Beethoven, o surdo imortal que escrevia para o futuro
Sua surdez era trágica do ponto de vista social. No plano artístico, apenas impediu uma carreira como pianista.

Publicado em 16 de dezembro de 2012 no Sul21

Ludwig van Beethoven (16 de dezembro de 1770 – 26 de março de 1827) foi um compositor cuja existência foi tão adequada a romances e filmes que as lendas em torno de sua figura foram se criando de forma indiscriminada, às vezes paradoxalmente. Sua surdez, por exemplo, contribuiu muito para popularizá-lo e para que fosse lamentado. Victor Hugo dizia que sua música era a de “Um deus cego que criava o Sol”, mas quem o conhecesse talvez reduzisse o tom de piedade. Beethoven era uma pessoa absolutamente segura de seu talento – não mentiríamos se o chamássemos de arrogante – e tinha certeza da imortalidade de sua obra. Com toda a razão. Ele tinha a perfeita noção de que criava um conjunto espetacular de obras musicais, que alicerçava uma Obra, noção que inexistia ao tempo de Bach, o qual tratava suas composições como se fossem sapatos a serem entregues ao consumidor. A surdez representava uma tragédia muito mais do ponto de vista social, das relações amorosas e das de amizade, além prejudicar de forma fatal sua carreira de grande pianista, mas nunca foi encarada por ele como um obstáculo no plano da criação.
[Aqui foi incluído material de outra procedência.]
//! Label layers: coordinate → topics and topic → questions.
//!
//! Both maps keep their per-key sequences in insertion order. Any ordering a
//! query needs is applied to a copy at query time, never to the stored data.

use nearby_types::coordinate::Coordinate;
use nearby_types::ids::{QuestionId, TopicId};
use nearby_types::record::{QuestionRecord, TopicRecord};
use rustc_hash::{FxHashMap, FxHashSet};
use smallvec::SmallVec;

/// Topics sharing one coordinate. Usually one.
pub type TopicList = SmallVec<[TopicId; 2]>;

/// Questions referencing one topic.
pub type QuestionList = SmallVec<[QuestionId; 4]>;

/// Maps a coordinate to the topics located exactly there.
#[derive(Debug, Default, Clone)]
pub struct PointLabelIndex {
    topics: FxHashMap<Coordinate, TopicList>,
    // Distinct coordinates in first-seen order, so the spatial index is
    // always built from the same sequence.
    order: Vec<Coordinate>,
    topic_count: usize,
}

impl PointLabelIndex {
    pub fn new() -> Self {
        Self::default()
    }

    pub fn from_records<'a>(records: impl IntoIterator<Item = &'a TopicRecord>) -> Self {
        let mut index = Self::new();
        for record in records {
            index.insert(record.id, record.location);
        }
        index
    }

    pub(crate) fn insert(&mut self, topic: TopicId, at: Coordinate) {
        let list = self.topics.entry(at).or_insert_with(|| {
            self.order.push(at);
            TopicList::new()
        });
        list.push(topic);
        self.topic_count += 1;
    }

    /// Topics at `at` in insertion order. Empty if nothing is there.
    pub fn topics_at(&self, at: &Coordinate) -> &[TopicId] {
        self.topics.get(at).map(|l| l.as_slice()).unwrap_or(&[])
    }

    /// Topics at `at`, highest ID first.
    pub fn topics_at_descending(&self, at: &Coordinate) -> TopicList {
        let mut list = TopicList::from_slice(self.topics_at(at));
        list.sort_unstable_by(|a, b| b.cmp(a));
        list
    }

    /// Distinct coordinates in first-seen order.
    pub fn coordinates(&self) -> &[Coordinate] {
        &self.order
    }

    /// Number of distinct coordinates.
    pub fn len(&self) -> usize {
        self.order.len()
    }

    pub fn is_empty(&self) -> bool {
        self.order.is_empty()
    }

    /// Number of topic records, counting each shared coordinate once per topic.
    pub fn topic_count(&self) -> usize {
        self.topic_count
    }
}

/// Maps a topic to the questions that reference it.
#[derive(Debug, Default, Clone)]
pub struct LabelFanoutIndex {
    questions: FxHashMap<TopicId, QuestionList>,
    question_count: usize,
    link_count: usize,
}

impl LabelFanoutIndex {
    pub fn new() -> Self {
        Self::default()
    }

    /// Build from question records.
    ///
    /// References to topics missing from `points` are kept; they are simply
    /// never reached by a spatial query.
    pub fn from_records<'a>(
        records: impl IntoIterator<Item = &'a QuestionRecord>,
        points: &PointLabelIndex,
    ) -> Self {
        let known: FxHashSet<TopicId> = points
            .topics
            .values()
            .flat_map(|l| l.iter().copied())
            .collect();

        let mut index = Self::new();
        for record in records {
            for &topic in &record.topics {
                if !known.contains(&topic) {
                    log::debug!(
                        "question {} references unknown topic {}",
                        record.id,
                        topic
                    );
                }
                index.insert(topic, record.id);
            }
            index.question_count += 1;
        }
        index
    }

    pub(crate) fn insert(&mut self, topic: TopicId, question: QuestionId) {
        self.questions.entry(topic).or_default().push(question);
        self.link_count += 1;
    }

    /// Questions referencing `topic` in insertion order. Empty for unknown topics.
    pub fn questions_for(&self, topic: TopicId) -> &[QuestionId] {
        self.questions
            .get(&topic)
            .map(|l| l.as_slice())
            .unwrap_or(&[])
    }

    /// Questions referencing `topic`, highest ID first.
    pub fn questions_for_descending(&self, topic: TopicId) -> QuestionList {
        let mut list = QuestionList::from_slice(self.questions_for(topic));
        list.sort_unstable_by(|a, b| b.cmp(a));
        list
    }

    /// Number of question records read.
    pub fn question_count(&self) -> usize {
        self.question_count
    }

    /// Number of topic → question links.
    pub fn link_count(&self) -> usize {
        self.link_count
    }
}
//! Topic and question records fed to the index builder.

use crate::coordinate::Coordinate;
use crate::ids::{QuestionId, TopicId};
use serde::{Deserialize, Serialize};

/// A Topic and the coordinate it sits at.
#[derive(Debug, Clone, Copy, PartialEq, Serialize, Deserialize)]
pub struct TopicRecord {
    pub id: TopicId,
    pub location: Coordinate,
}

impl TopicRecord {
    pub fn new(id: i64, x: f64, y: f64) -> Self {
        Self {
            id: TopicId(id),
            location: Coordinate::new(x, y),
        }
    }
}

/// A Question and the Topics it references, in input order.
#[derive(Debug, Clone, PartialEq, Eq, Serialize, Deserialize)]
pub struct QuestionRecord {
    pub id: QuestionId,
    pub topics: Vec<TopicId>,
}

impl QuestionRecord {
    pub fn new(id: i64, topics: impl IntoIterator<Item = i64>) -> Self {
        Self {
            id: QuestionId(id),
            topics: topics.into_iter().map(TopicId).collect(),
        }
    }
}
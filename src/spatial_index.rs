//! Static k-nearest-neighbor indexes over distinct 2-D coordinates.
//!
//! Two implementations share one ordering contract: results ascend by
//! Euclidean distance, and equidistant points are ordered by ascending `x`,
//! then ascending `y`. The contract also decides which points make the cut
//! when several tie at the `count` boundary.
//!
//! # Example
//!
//! ```rust
//! use nearby::spatial_index::{RTreeIndex, SpatialIndex};
//! use nearby::Coordinate;
//!
//! let index = RTreeIndex::build(&[
//!     Coordinate::new(1.0, 0.0),
//!     Coordinate::new(-1.0, 0.0),
//!     Coordinate::new(5.0, 5.0),
//! ]);
//!
//! let nearest = index.nearest(&Coordinate::new(0.0, 0.0), 2);
//! assert_eq!(nearest, vec![Coordinate::new(-1.0, 0.0), Coordinate::new(1.0, 0.0)]);
//! ```

use crate::config::SpatialIndexKind;
use nearby_types::coordinate::Coordinate;
use rstar::RTree;
use std::cmp::Ordering;
use std::collections::BinaryHeap;

/// Nearest-neighbor lookups over a fixed point set.
pub trait SpatialIndex: Send + Sync {
    /// The `min(count, len())` points nearest to `at`, nearest first.
    fn nearest(&self, at: &Coordinate, count: usize) -> Vec<Coordinate>;

    /// Number of indexed points.
    fn len(&self) -> usize;

    fn is_empty(&self) -> bool {
        self.len() == 0
    }

    fn kind(&self) -> SpatialIndexKind;
}

/// Build the index selected by `kind`.
///
/// Non-finite coordinates are left out; no finite query could rank them.
pub fn build_spatial_index(
    kind: SpatialIndexKind,
    points: &[Coordinate],
) -> Box<dyn SpatialIndex> {
    match kind {
        SpatialIndexKind::RTree => Box::new(RTreeIndex::build(points)),
        SpatialIndexKind::Linear => Box::new(LinearIndex::build(points)),
    }
}

fn finite_points(points: &[Coordinate]) -> impl Iterator<Item = Coordinate> + '_ {
    points.iter().copied().filter(|p| {
        if p.is_finite() {
            true
        } else {
            log::warn!("Leaving non-finite coordinate {} out of the spatial index", p);
            false
        }
    })
}

fn rejects_query(at: &Coordinate, count: usize, len: usize) -> bool {
    if count == 0 || len == 0 {
        return true;
    }
    if !at.is_finite() {
        log::warn!("Rejecting nearest-neighbor query with non-finite location {}", at);
        return true;
    }
    false
}

/// A point ranked against a query location.
#[derive(Debug, Clone, Copy)]
struct Candidate {
    distance_2: f64,
    point: Coordinate,
}

impl PartialEq for Candidate {
    fn eq(&self, other: &Self) -> bool {
        self.cmp(other) == Ordering::Equal
    }
}
impl Eq for Candidate {}
impl PartialOrd for Candidate {
    fn partial_cmp(&self, other: &Self) -> Option<Ordering> {
        Some(self.cmp(other))
    }
}
impl Ord for Candidate {
    fn cmp(&self, other: &Self) -> Ordering {
        self.distance_2
            .total_cmp(&other.distance_2)
            .then_with(|| self.point.cmp_xy(&other.point))
    }
}

/// R*-tree backed index, bulk loaded once.
pub struct RTreeIndex {
    tree: RTree<[f64; 2]>,
}

impl RTreeIndex {
    pub fn build(points: &[Coordinate]) -> Self {
        let entries: Vec<[f64; 2]> = finite_points(points).map(Coordinate::to_array).collect();
        Self {
            tree: RTree::bulk_load(entries),
        }
    }
}

impl SpatialIndex for RTreeIndex {
    fn nearest(&self, at: &Coordinate, count: usize) -> Vec<Coordinate> {
        if rejects_query(at, count, self.len()) {
            return Vec::new();
        }

        let query = at.to_array();
        let mut candidates: Vec<Candidate> = Vec::with_capacity(count.min(self.len()));

        // The iterator yields in non-decreasing distance. Past `count`, keep
        // pulling only while points tie with the boundary distance so the
        // tie-break below sees all of them.
        for (point, distance_2) in self.tree.nearest_neighbor_iter_with_distance_2(&query) {
            if candidates.len() >= count
                && let Some(boundary) = candidates.last()
                && distance_2 > boundary.distance_2
            {
                break;
            }
            candidates.push(Candidate {
                distance_2,
                point: Coordinate::from(*point),
            });
        }

        candidates.sort_unstable();
        candidates.truncate(count);
        candidates.into_iter().map(|c| c.point).collect()
    }

    fn len(&self) -> usize {
        self.tree.size()
    }

    fn kind(&self) -> SpatialIndexKind {
        SpatialIndexKind::RTree
    }
}

/// Exhaustive scan keeping the best `count` points in a bounded max-heap.
///
/// O(n log k) per query. Useful for small point sets and as a reference for
/// the R*-tree.
pub struct LinearIndex {
    points: Vec<Coordinate>,
}

impl LinearIndex {
    pub fn build(points: &[Coordinate]) -> Self {
        Self {
            points: finite_points(points).collect(),
        }
    }
}

impl SpatialIndex for LinearIndex {
    fn nearest(&self, at: &Coordinate, count: usize) -> Vec<Coordinate> {
        if rejects_query(at, count, self.len()) {
            return Vec::new();
        }

        let mut heap = BinaryHeap::with_capacity(count.min(self.points.len()));
        for point in &self.points {
            let candidate = Candidate {
                distance_2: point.distance_2(at),
                point: *point,
            };
            if heap.len() < count {
                heap.push(candidate);
            } else if let Some(worst) = heap.peek()
                && candidate < *worst
            {
                heap.pop();
                heap.push(candidate);
            }
        }

        heap.into_sorted_vec().into_iter().map(|c| c.point).collect()
    }

    fn len(&self) -> usize {
        self.points.len()
    }

    fn kind(&self) -> SpatialIndexKind {
        SpatialIndexKind::Linear
    }
}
Aos 31 anos, Beethoven já ouvia muito pouco, mas seguiu compondo até a morte, aos 56 anos | Arte de
Aos 31 anos, Beethoven já ouvia muito pouco, mas seguiu compondo até a morte, aos 56 anos | Arte de Sergio Artigas (http://artigas.deviantart.com/art/Ludwig-van-Beethoven-07-152989423)

Com isso, não estamos dizendo que ele não tenha sofrido muito com o progressivo ensurdecimento. Sofreu a ponto de ter pensado em suicidar-se. Era 1802, Beethoven tinha 31 anos – idade com que Schubert morreu – e pensava em matar-se. Ao que se sabe, nunca fez uma tentativa, mas, se a fizesse e fosse bem-sucedido, talvez ainda assim estivéssemos falando dele.